El primer paso siempre es el más difícil
Lucas fue la elección obvia. No porque lo considerara menos culpable- nadie podía ser inocente después de lo que le hicieron a Amada-, sino porque su fragilidad lo hacía más accesible. Era el más joven, el más temeroso, y su rutina nocturna lo convertía en un blanco fácil.
Esa noche, lo esperé afuera del club clandestino donde pasaba las madrugadas perdiendo más de lo que ganaba. Sabía que saldría solo, tambaleándose por el alcohol, con la arrogancia de quien nunca ha tenido que enfrentarse a las consecuencias de sus actos. Me aseguré de estacionar mi auto lejos de las luces, en una calle que parecía un abismo.
Cuando finalmente apareció, lo seguí en silencio. Se detuvo frente a su auto, buscando las llaves en sus bolsillos con movimientos torpes. Parecía un niño perdido, ajeno al peligro que se cernía sobre él. Era casi decepcionante verlo así, tan vulnerable, tan pequeño en comparación con el monstruo que imaginé.
Di un paso adelante, la grava bajo mis pies lo alertó. Se giró rápidamente, sus ojos tratando de enfocarse en la oscuridad.
-¿Quién está ahí? -su voz tembló, y en ese momento supe que tenía el control.
No respondí. Solo avancé, dejando que el cuchillo en mi mano reflejara la poca luz que había. Cuando lo vio, dio un paso atrás, tropezando con el borde de la acera.
-Espera... No sé quién eres, pero... pero podemos hablar, ¿sí? -balbuceó, levantando las manos como si pudiera detener lo inevitable.
No pude evitar sonreír, una mueca amarga que no tenía nada de alegría. ¿Hablar?¿Acaso Amada tuvo la oportunidad de hablar cuando ellos la acorralaron, cuando la destrozaron y la dejaron morir sola?
-Hablar -repetí, saboreando la palabra
Como si fuera algo ajeno–. Tu no escuchas, ¿verdad? Nunca lo hiciste.

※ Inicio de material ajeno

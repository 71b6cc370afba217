//! Command-line interface for running motif analyses over a dataset file

use crate::algorithm::cancellation::CancellationToken;
use crate::algorithm::engine::MotifEngine;
use crate::analysis::enrichment::{Alternative, EnrichmentOptions};
use crate::analysis::patterns::Motif;
use crate::io::configuration::{
    DEFAULT_ALPHA, DEFAULT_DIST_ENRICH_MAX_DIST, DEFAULT_FP_MAX_DIST, DEFAULT_K,
    DEFAULT_KNN_ENRICH_MAX_DIST, DEFAULT_LEAF_SIZE, DEFAULT_MAX_NS, DEFAULT_MAX_RADIUS,
    DEFAULT_MIN_SIZE, DEFAULT_MIN_SUPPORT,
};
use crate::io::error::{MotifError, Result, not_found};
use crate::io::loader::load_engine;
use crate::io::progress::ProgressManager;
use crate::io::report::{CenterReport, CenterResults, Report};
use crate::math::correction::CorrectionMethod;
use crate::spatial::SpatialParams;
use clap::{Args, Parser, Subcommand};
use serde::Serialize;
use std::path::PathBuf;
use std::time::{Duration, Instant};
use tracing::info;

#[derive(Parser)]
#[command(name = "spatialmotif")]
#[command(
    author,
    version,
    about = "Mine and test cell-type neighborhood motifs in spatial datasets"
)]
/// Command-line arguments for the motif analysis tool
pub struct Cli {
    /// Dataset JSON file
    #[arg(value_name = "DATASET")]
    pub dataset: PathBuf,

    /// Center cell types, comma separated (default: every type)
    #[arg(long, value_delimiter = ',', conflicts_with = "all_types")]
    pub ct: Vec<String>,

    /// Analyze every cell type as center
    #[arg(long)]
    pub all_types: bool,

    /// Write the JSON report here instead of stdout
    #[arg(short, long)]
    pub output: Option<PathBuf>,

    /// Suppress progress output and most logging
    #[arg(short, long)]
    pub quiet: bool,

    /// Increase logging detail (-v, -vv, -vvv)
    #[arg(short, long, action = clap::ArgAction::Count)]
    pub verbose: u8,

    /// Kd-tree leaf size
    #[arg(long, default_value_t = DEFAULT_LEAF_SIZE)]
    pub leaf_size: usize,

    /// Largest query radius; larger distances are clamped
    #[arg(long, default_value_t = DEFAULT_MAX_RADIUS)]
    pub max_radius: f64,

    /// Abort the run after this many seconds
    #[arg(long, value_name = "SECONDS")]
    pub timeout: Option<u64>,

    /// Analysis to run
    #[command(subcommand)]
    pub command: Command,
}

impl Cli {
    /// Check if progress should be displayed
    pub const fn should_show_progress(&self) -> bool {
        !self.quiet
    }

    /// Spatial index parameters from the flags
    pub const fn spatial_params(&self) -> SpatialParams {
        SpatialParams {
            leaf_size: self.leaf_size,
            max_radius: self.max_radius,
        }
    }
}

/// Analyses available from the command line
#[derive(Subcommand, Debug, Clone, PartialEq, Serialize)]
#[serde(untagged)]
pub enum Command {
    /// Frequent patterns among the k nearest neighbors
    FpKnn {
        /// Neighbors per center
        #[arg(short, long, default_value_t = DEFAULT_K)]
        k: usize,
        /// Relative support threshold
        #[arg(long, default_value_t = DEFAULT_MIN_SUPPORT)]
        min_support: f64,
    },
    /// Frequent patterns within a radius
    FpDist {
        /// Neighborhood radius
        #[arg(long, default_value_t = DEFAULT_FP_MAX_DIST)]
        max_dist: f64,
        /// Smallest neighborhood kept
        #[arg(long, default_value_t = DEFAULT_MIN_SIZE)]
        min_size: usize,
        /// Relative support threshold
        #[arg(long, default_value_t = DEFAULT_MIN_SUPPORT)]
        min_support: f64,
    },
    /// Motif enrichment among the k nearest neighbors
    EnrichKnn {
        /// Motif to test, comma separated; repeat for several
        #[arg(long = "motif")]
        motifs: Vec<String>,
        /// Neighbors per center
        #[arg(short, long, default_value_t = DEFAULT_K)]
        k: usize,
        /// Relative support threshold for auto-discovery
        #[arg(long, default_value_t = DEFAULT_MIN_SUPPORT)]
        min_support: f64,
        /// Neighbors farther than this are dropped
        #[arg(long, default_value_t = DEFAULT_KNN_ENRICH_MAX_DIST)]
        max_dist: f64,
        /// Testing policy
        #[command(flatten)]
        #[serde(flatten)]
        policy: PolicyArgs,
    },
    /// Motif enrichment within a radius
    EnrichDist {
        /// Motif to test, comma separated; repeat for several
        #[arg(long = "motif")]
        motifs: Vec<String>,
        /// Neighborhood radius
        #[arg(long, default_value_t = DEFAULT_DIST_ENRICH_MAX_DIST)]
        max_dist: f64,
        /// Smallest neighborhood kept
        #[arg(long, default_value_t = DEFAULT_MIN_SIZE)]
        min_size: usize,
        /// Relative support threshold for auto-discovery
        #[arg(long, default_value_t = DEFAULT_MIN_SUPPORT)]
        min_support: f64,
        /// Largest neighborhood, nearest first
        #[arg(long, default_value_t = DEFAULT_MAX_NS)]
        max_ns: usize,
        /// Testing policy
        #[command(flatten)]
        #[serde(flatten)]
        policy: PolicyArgs,
    },
}

impl Command {
    /// Operation name used in reports
    pub const fn name(&self) -> &'static str {
        match self {
            Self::FpKnn { .. } => "find_fp_knn",
            Self::FpDist { .. } => "find_fp_dist",
            Self::EnrichKnn { .. } => "motif_enrichment_knn",
            Self::EnrichDist { .. } => "motif_enrichment_dist",
        }
    }
}

/// Hypothesis test flags
#[derive(Args, Debug, Clone, Copy, PartialEq, Serialize)]
pub struct PolicyArgs {
    /// Test direction
    #[arg(long, value_enum, default_value_t = Alternative::Greater)]
    pub alternative: Alternative,

    /// Multiple-testing correction
    #[arg(long, value_enum, default_value_t = CorrectionMethod::None)]
    pub correction: CorrectionMethod,

    /// Significance level for corrected p-values
    #[arg(long, default_value_t = DEFAULT_ALPHA)]
    pub alpha: f64,

    /// Include contributing cell identifiers
    #[arg(long)]
    pub return_cell_ids: bool,
}

impl From<PolicyArgs> for EnrichmentOptions {
    fn from(policy: PolicyArgs) -> Self {
        Self {
            alternative: policy.alternative,
            correction: policy.correction,
            alpha: policy.alpha,
            return_cell_ids: policy.return_cell_ids,
        }
    }
}

/// Runs one analysis over every requested center type and writes a report
pub struct QueryProcessor {
    cli: Cli,
    progress_manager: Option<ProgressManager>,
}

impl QueryProcessor {
    /// Create a new processor with the given CLI arguments
    pub fn new(cli: Cli) -> Self {
        let progress_manager = cli.should_show_progress().then(ProgressManager::new);

        Self {
            cli,
            progress_manager,
        }
    }

    /// Load the dataset, run the analysis and write the report
    ///
    /// # Errors
    ///
    /// Returns an error if the dataset cannot be loaded, an argument is
    /// invalid, the run times out, or the report cannot be written
    pub fn process(&mut self) -> Result<()> {
        let engine = load_engine(&self.cli.dataset, self.cli.spatial_params())?;
        let report = self.run(&engine)?;

        match &self.cli.output {
            Some(path) => report.write_file(path),
            None => report.write_to(std::io::stdout().lock()),
        }
    }

    /// Run the analysis against an already built engine
    ///
    /// # Errors
    ///
    /// Returns an error for unknown center types, invalid parameters or an
    /// expired timeout
    pub fn run(&mut self, engine: &MotifEngine) -> Result<Report> {
        let start_time = Instant::now();
        let centers = self.centers(engine)?;
        let cancel = self.cli.timeout.map_or_else(CancellationToken::new, |seconds| {
            CancellationToken::with_timeout(Duration::from_secs(seconds))
        });
        let motifs = self.motifs()?;

        if let Some(ref mut pm) = self.progress_manager {
            pm.initialize(centers.len(), self.cli.command.name());
        }

        let mut reports = Vec::with_capacity(centers.len());
        for ct in centers {
            if let Some(ref pm) = self.progress_manager {
                pm.start_center(&ct);
            }
            let results = self.analyze(engine, &ct, motifs.as_deref(), &cancel)?;
            reports.push(CenterReport { ct, results });
            if let Some(ref pm) = self.progress_manager {
                pm.complete_center();
            }
        }

        if let Some(ref pm) = self.progress_manager {
            pm.finish();
        }
        info!(
            operation = self.cli.command.name(),
            centers = reports.len(),
            elapsed_ms = start_time.elapsed().as_millis(),
            "run complete"
        );

        Ok(Report {
            dataset: engine.dataset().name().to_string(),
            operation: self.cli.command.name().to_string(),
            parameters: serde_json::to_value(&self.cli.command).map_err(|source| {
                MotifError::Parse {
                    path: PathBuf::from("<parameters>"),
                    source,
                }
            })?,
            centers: reports,
        })
    }

    fn analyze(
        &self,
        engine: &MotifEngine,
        ct: &str,
        motifs: Option<&[Motif]>,
        cancel: &CancellationToken,
    ) -> Result<CenterResults> {
        Ok(match self.cli.command {
            Command::FpKnn { k, min_support } => CenterResults::FrequentPatterns {
                frequent_patterns: engine.find_patterns_knn_with(ct, k, min_support, cancel)?,
            },
            Command::FpDist {
                max_dist,
                min_size,
                min_support,
            } => CenterResults::FrequentPatterns {
                frequent_patterns: engine.find_patterns_radius_with(
                    ct,
                    max_dist,
                    min_size,
                    min_support,
                    cancel,
                )?,
            },
            Command::EnrichKnn {
                k,
                min_support,
                max_dist,
                policy,
                ..
            } => CenterResults::Enrichment {
                enrichment_results: engine.enrich_knn_with(
                    ct,
                    motifs,
                    k,
                    min_support,
                    Some(max_dist),
                    &policy.into(),
                    cancel,
                )?,
            },
            Command::EnrichDist {
                max_dist,
                min_size,
                min_support,
                max_ns,
                policy,
                ..
            } => CenterResults::Enrichment {
                enrichment_results: engine.enrich_radius_with(
                    ct,
                    motifs,
                    max_dist,
                    min_size,
                    min_support,
                    max_ns,
                    &policy.into(),
                    cancel,
                )?,
            },
        })
    }

    /// Requested center types, or the whole vocabulary
    fn centers(&self, engine: &MotifEngine) -> Result<Vec<String>> {
        let dataset = engine.dataset();
        if self.cli.all_types || self.cli.ct.is_empty() {
            return Ok(dataset.vocabulary().to_vec());
        }
        self.cli
            .ct
            .iter()
            .map(|ct| ct.trim().to_string())
            .filter(|ct| !ct.is_empty())
            .map(|ct| match dataset.label_id(&ct) {
                Some(_) => Ok(ct),
                None => Err(not_found("cell type", &ct)),
            })
            .collect()
    }

    /// Motifs from repeated `--motif` flags; none means auto-discovery
    fn motifs(&self) -> Result<Option<Vec<Motif>>> {
        let raw = match &self.cli.command {
            Command::EnrichKnn { motifs, .. } | Command::EnrichDist { motifs, .. } => motifs,
            Command::FpKnn { .. } | Command::FpDist { .. } => return Ok(None),
        };
        if raw.is_empty() {
            return Ok(None);
        }
        raw.iter()
            .map(|motif| Motif::new(motif.split(',')))
            .collect::<Result<Vec<_>>>()
            .map(Some)
    }
}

Su respiración se aceleró, pude ver el pánico en su rostro. Era una mirada que conocía bien, porque había vivido con ella toda mi vida. La misma mirada que le daba a mi madre cuando su rabia caía sobre mí.

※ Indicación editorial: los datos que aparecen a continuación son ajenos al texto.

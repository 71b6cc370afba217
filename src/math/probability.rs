//! Hypergeometric distribution for neighborhood enrichment testing

use crate::io::error::{Result, computation_error};
use crate::math::ln_choose;

// Relative slack when comparing outcome probabilities for the two-sided test
const TWO_SIDED_TOLERANCE: f64 = 1e-7;

/// Hypergeometric law: `draws` items taken without replacement from a
/// population of `population` items of which `successes` are marked
#[derive(Debug, Clone, Copy, PartialEq, Eq)]
pub struct Hypergeometric {
    population: usize,
    successes: usize,
    draws: usize,
}

impl Hypergeometric {
    /// Create a distribution after checking the parameters are consistent
    ///
    /// # Errors
    ///
    /// Returns a computation error if the population is empty or if either
    /// `successes` or `draws` exceeds it.
    pub fn new(population: usize, successes: usize, draws: usize) -> Result<Self> {
        if population == 0 {
            return Err(computation_error(
                "hypergeometric test",
                &"population size must be positive",
            ));
        }
        if successes > population {
            return Err(computation_error(
                "hypergeometric test",
                &format!("{successes} marked items exceed population of {population}"),
            ));
        }
        if draws > population {
            return Err(computation_error(
                "hypergeometric test",
                &format!("{draws} draws exceed population of {population}"),
            ));
        }

        Ok(Self {
            population,
            successes,
            draws,
        })
    }

    /// Population size
    pub const fn population(&self) -> usize {
        self.population
    }

    /// Number of marked items in the population
    pub const fn successes(&self) -> usize {
        self.successes
    }

    /// Number of draws
    pub const fn draws(&self) -> usize {
        self.draws
    }

    /// Smallest and largest attainable number of marked draws
    pub const fn support(&self) -> (usize, usize) {
        let unmarked = self.population - self.successes;
        let low = self.draws.saturating_sub(unmarked);
        let high = if self.draws < self.successes {
            self.draws
        } else {
            self.successes
        };
        (low, high)
    }

    /// Log probability of exactly `x` marked draws
    pub fn ln_pmf(&self, x: usize) -> f64 {
        let (low, high) = self.support();
        if x < low || x > high {
            return f64::NEG_INFINITY;
        }
        ln_choose(self.successes, x) + ln_choose(self.population - self.successes, self.draws - x)
            - ln_choose(self.population, self.draws)
    }

    /// Probability of exactly `x` marked draws
    pub fn pmf(&self, x: usize) -> f64 {
        self.ln_pmf(x).exp()
    }

    /// Survival function P(X > x)
    ///
    /// Terms are accumulated from the top of the support downwards, so the
    /// partial sums for neighboring `x` share a prefix and the function is
    /// monotone in floating point as well.
    pub fn sf(&self, x: usize) -> f64 {
        let (low, high) = self.support();
        if x >= high {
            return 0.0;
        }
        let start = (x + 1).max(low);

        let mut total = 0.0;
        for i in (start..=high).rev() {
            total += self.pmf(i);
        }
        total.min(1.0)
    }

    /// Upper tail P(X >= observed), the one-sided enrichment p-value
    pub fn at_least(&self, observed: usize) -> f64 {
        if observed == 0 {
            return 1.0;
        }
        self.sf(observed - 1)
    }

    /// Cumulative distribution P(X <= x), the one-sided depletion p-value
    pub fn cdf(&self, x: usize) -> f64 {
        let (low, high) = self.support();
        if x < low {
            return 0.0;
        }
        if x >= high {
            return 1.0;
        }

        let mut total = 0.0;
        for i in low..=x {
            total += self.pmf(i);
        }
        total.min(1.0)
    }

    /// Two-sided p-value: total probability of outcomes no more likely than `observed`
    pub fn two_sided(&self, observed: usize) -> f64 {
        let (low, high) = self.support();
        let observed_probability = self.pmf(observed);
        let threshold = observed_probability * (1.0 + TWO_SIDED_TOLERANCE);

        let mut total = 0.0;
        for i in low..=high {
            let p = self.pmf(i);
            if p <= threshold {
                total += p;
            }
        }
        total.min(1.0)
    }
}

Pero esta vez, yo era quien tenía el poder.
-No sé de qué estás hablando -intentó. Su voz era un hilo, tan débil que apenas podía sostenerse.

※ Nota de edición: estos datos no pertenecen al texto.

//! Frequent pattern mining over neighborhood transactions
//!
//! Mining is vertical: each label keeps the bitset of transactions containing
//! it, and a pattern's transactions are the intersection of its labels'
//! bitsets. The search extends patterns depth-first and stops as soon as an
//! extension falls below the minimum count, since no superset can recover.

use crate::algorithm::bitset::TransactionBitset;
use crate::algorithm::cancellation::CancellationToken;
use crate::analysis::statistics::Transactions;
use crate::io::error::{Result, invalid_argument, not_found};
use crate::spatial::{Dataset, LabelId};
use rayon::prelude::*;
use std::cmp::Ordering;
use std::collections::BTreeSet;
use std::fmt;
use tracing::debug;

/// A set of distinct labels, stored ascending
#[derive(Debug, Clone, PartialEq, Eq, PartialOrd, Ord, Hash)]
pub struct Pattern(Vec<LabelId>);

impl Pattern {
    /// Build a pattern, sorting and removing duplicate labels
    pub fn new(mut labels: Vec<LabelId>) -> Self {
        labels.sort_unstable();
        labels.dedup();
        Self(labels)
    }

    /// Member labels, ascending
    pub fn labels(&self) -> &[LabelId] {
        &self.0
    }

    /// Number of labels
    pub fn len(&self) -> usize {
        self.0.len()
    }

    /// Whether the pattern has no labels
    pub fn is_empty(&self) -> bool {
        self.0.is_empty()
    }

    /// Label texts in lexicographic order
    pub fn names(&self, dataset: &Dataset) -> Vec<String> {
        self.0
            .iter()
            .filter_map(|&label| dataset.label_name(label))
            .map(str::to_string)
            .collect()
    }
}

impl fmt::Display for Pattern {
    fn fmt(&self, f: &mut fmt::Formatter<'_>) -> fmt::Result {
        write!(f, "{{")?;
        for (position, label) in self.0.iter().enumerate() {
            if position > 0 {
                write!(f, ", ")?;
            }
            write!(f, "{label}")?;
        }
        write!(f, "}}")
    }
}

/// A pattern meeting the support threshold
#[derive(Debug, Clone, PartialEq)]
pub struct FrequentPattern {
    /// The labels
    pub pattern: Pattern,
    /// Number of transactions containing the pattern
    pub count: usize,
    /// Fraction of transactions containing the pattern
    pub support: f64,
}

/// A caller-supplied motif: a non-empty set of label names
#[derive(Debug, Clone, PartialEq, Eq, PartialOrd, Ord, Hash)]
pub struct Motif(BTreeSet<String>);

impl Motif {
    /// Build a motif from label names, trimming whitespace and skipping blanks
    ///
    /// # Errors
    ///
    /// Returns an invalid argument error when no label remains
    pub fn new<I, S>(labels: I) -> Result<Self>
    where
        I: IntoIterator<Item = S>,
        S: AsRef<str>,
    {
        let set: BTreeSet<String> = labels
            .into_iter()
            .map(|label| label.as_ref().trim().to_string())
            .filter(|label| !label.is_empty())
            .collect();
        if set.is_empty() {
            return Err(invalid_argument(
                "motifs",
                &"",
                &"a motif needs at least one cell type",
            ));
        }
        Ok(Self(set))
    }

    /// Label names, lexicographic
    pub fn labels(&self) -> impl Iterator<Item = &str> {
        self.0.iter().map(String::as_str)
    }

    /// Number of labels
    pub fn len(&self) -> usize {
        self.0.len()
    }

    /// Always false once constructed
    pub fn is_empty(&self) -> bool {
        self.0.is_empty()
    }

    /// Map label names onto the dataset vocabulary
    ///
    /// # Errors
    ///
    /// Returns a not found error naming the first unknown cell type
    pub fn resolve(&self, dataset: &Dataset) -> Result<Pattern> {
        let labels = self
            .0
            .iter()
            .map(|name| {
                dataset
                    .label_id(name)
                    .ok_or_else(|| not_found("cell type", name))
            })
            .collect::<Result<Vec<_>>>()?;
        Ok(Pattern::new(labels))
    }
}

impl fmt::Display for Motif {
    fn fmt(&self, f: &mut fmt::Formatter<'_>) -> fmt::Result {
        let joined: Vec<&str> = self.labels().collect();
        write!(f, "{}", joined.join(","))
    }
}

/// Complete frequent pattern miner
#[derive(Debug, Clone, PartialEq)]
pub struct PatternMiner {
    min_support: f64,
    excluded: Option<LabelId>,
}

impl PatternMiner {
    /// Create a miner for the given relative support threshold
    ///
    /// # Errors
    ///
    /// Returns an invalid argument error unless `min_support` lies in (0, 1]
    pub fn new(min_support: f64) -> Result<Self> {
        if !(min_support > 0.0 && min_support <= 1.0) {
            return Err(invalid_argument(
                "min_support",
                &min_support,
                &"must lie in (0, 1]",
            ));
        }
        Ok(Self {
            min_support,
            excluded: None,
        })
    }

    /// Drop the singleton pattern of `label` from results
    #[must_use]
    pub const fn excluding(mut self, label: LabelId) -> Self {
        self.excluded = Some(label);
        self
    }

    /// Relative support threshold
    pub const fn min_support(&self) -> f64 {
        self.min_support
    }

    /// Smallest transaction count meeting the threshold for `transactions`
    pub fn min_count(&self, transactions: usize) -> usize {
        let total = transactions as f64;
        let mut count = (self.min_support * total).ceil() as usize;
        // Float rounding can overshoot or undershoot by one
        while count > 1 && (count - 1) as f64 / total >= self.min_support {
            count -= 1;
        }
        while count < transactions && (count as f64) / total < self.min_support {
            count += 1;
        }
        count.max(1)
    }

    /// Find every pattern whose support meets the threshold
    ///
    /// Results are sorted by descending count, then ascending size, then
    /// label order.
    ///
    /// # Errors
    ///
    /// Returns a cancellation error if `cancel` fires during the search
    pub fn mine(
        &self,
        transactions: &Transactions,
        cancel: &CancellationToken,
    ) -> Result<Vec<FrequentPattern>> {
        let total = transactions.len();
        if total == 0 {
            return Ok(Vec::new());
        }
        let min_count = self.min_count(total);

        let vocabulary = transactions
            .items()
            .iter()
            .flatten()
            .max()
            .map_or(0, |&label| label + 1);
        let mut tidsets: Vec<TransactionBitset> =
            (0..vocabulary).map(|_| TransactionBitset::new(total)).collect();
        for (position, items) in transactions.items().iter().enumerate() {
            for &label in items {
                if let Some(tidset) = tidsets.get_mut(label) {
                    tidset.insert(position);
                }
            }
        }

        let roots: Vec<(LabelId, TransactionBitset)> = tidsets
            .into_iter()
            .enumerate()
            .filter(|(_, tidset)| tidset.count() >= min_count)
            .collect();

        let branches = (0..roots.len())
            .into_par_iter()
            .map(|branch| {
                let mut found = Vec::new();
                let mut prefix = Vec::new();
                extend(&roots, branch, &mut prefix, min_count, cancel, &mut found)?;
                Ok(found)
            })
            .collect::<Result<Vec<Vec<(Vec<LabelId>, usize)>>>>()?;

        let mut patterns: Vec<FrequentPattern> = branches
            .into_iter()
            .flatten()
            .filter(|(labels, _)| !(labels.len() == 1 && labels.first() == self.excluded.as_ref()))
            .map(|(labels, count)| FrequentPattern {
                pattern: Pattern(labels),
                count,
                support: count as f64 / total as f64,
            })
            .collect();
        patterns.sort_by(compare_frequent);

        debug!(
            transactions = total,
            min_count,
            patterns = patterns.len(),
            "frequent patterns mined"
        );
        Ok(patterns)
    }
}

/// Record the pattern `prefix + siblings[branch]` and all its frequent
/// extensions by the siblings that follow it
fn extend(
    siblings: &[(LabelId, TransactionBitset)],
    branch: usize,
    prefix: &mut Vec<LabelId>,
    min_count: usize,
    cancel: &CancellationToken,
    found: &mut Vec<(Vec<LabelId>, usize)>,
) -> Result<()> {
    cancel.check("pattern mining")?;
    let Some((label, tidset)) = siblings.get(branch) else {
        return Ok(());
    };

    prefix.push(*label);
    found.push((prefix.clone(), tidset.count()));

    let children: Vec<(LabelId, TransactionBitset)> = siblings
        .iter()
        .skip(branch + 1)
        .filter_map(|(other, other_tidset)| {
            let joined = tidset.intersection(other_tidset);
            (joined.count() >= min_count).then_some((*other, joined))
        })
        .collect();

    for child in 0..children.len() {
        extend(&children, child, prefix, min_count, cancel, found)?;
    }
    prefix.pop();
    Ok(())
}

fn compare_frequent(left: &FrequentPattern, right: &FrequentPattern) -> Ordering {
    right
        .count
        .cmp(&left.count)
        .then_with(|| left.pattern.len().cmp(&right.pattern.len()))
        .then_with(|| left.pattern.cmp(&right.pattern))
}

Me acerqué más, sintiendo cómo mi cuerpo vibraba con una mezcla de rabia y adrenalina. Cada paso que daba hacia él era una victoria, un recordatorio de que esta vez no sería yo quien se encogiera ante el miedo.
-Amada -dije, y su rostro palideció al instante.
Ese nombre era una llave, una daga que cortaba cualquier pretensión de inocencia.
Su boca se abrió, pero no salió nada.
Quizás intentó recordar una mentira que pudiera salvarlo, pero no había nada que pudiera hacer.
Antes de que pudiera reaccionar, lo empujé contra la puerta de su auto. El golpe hizo que soltara las llaves, que cayeron al suelo con un tintineo. Sujeté su garganta con una mano, sintiendo su pulso acelerado bajo mis dedos.
-¿Sabes lo que se siente perderlo todo? -le susurré al oído, mi voz tan fría como el acero en mi otra mano-. Porque voy a enseñártelo.
El primer corte fue rápido, directo a su costado. Quería que sintiera el dolor, que supiera que no había escapatoria. Se retorció, intentando gritar, pero mi mano en su garganta lo silenciaba. Su cuerpo temblaba contra el mío, y por un momento, pensé que podría desmayarse.
Lo dejé caer al suelo, observando cómo se aferraba a su herida, su sangre extendiéndose en un charco oscuro bajo la tenue luz de la farola. Se arrastró unos centímetros, como si todavía creyera que podía escapar.
-Por favor... -susurró, su voz apenas audible.
Me agaché a su lado, limpiando el cuchillo en su camisa con calma.
-¿Sabes? -le dije, inclinándome para que pudiera oirme-. Me pregunto si Amada también te suplicó.
Esa fue la última vez que lo vi respirar.
Dejé su cuerpo allí, un recordatorio para los demás. Sabía que lo encontrarían antes del amanecer, que sus amigos entenderían el mensaje. Pero no me importaba. Ya no era cuestión de ocultarme, de buscar una salida. Solo quería que supieran que venía por ellos, y que no había nada que pudieran hacer para detenerme.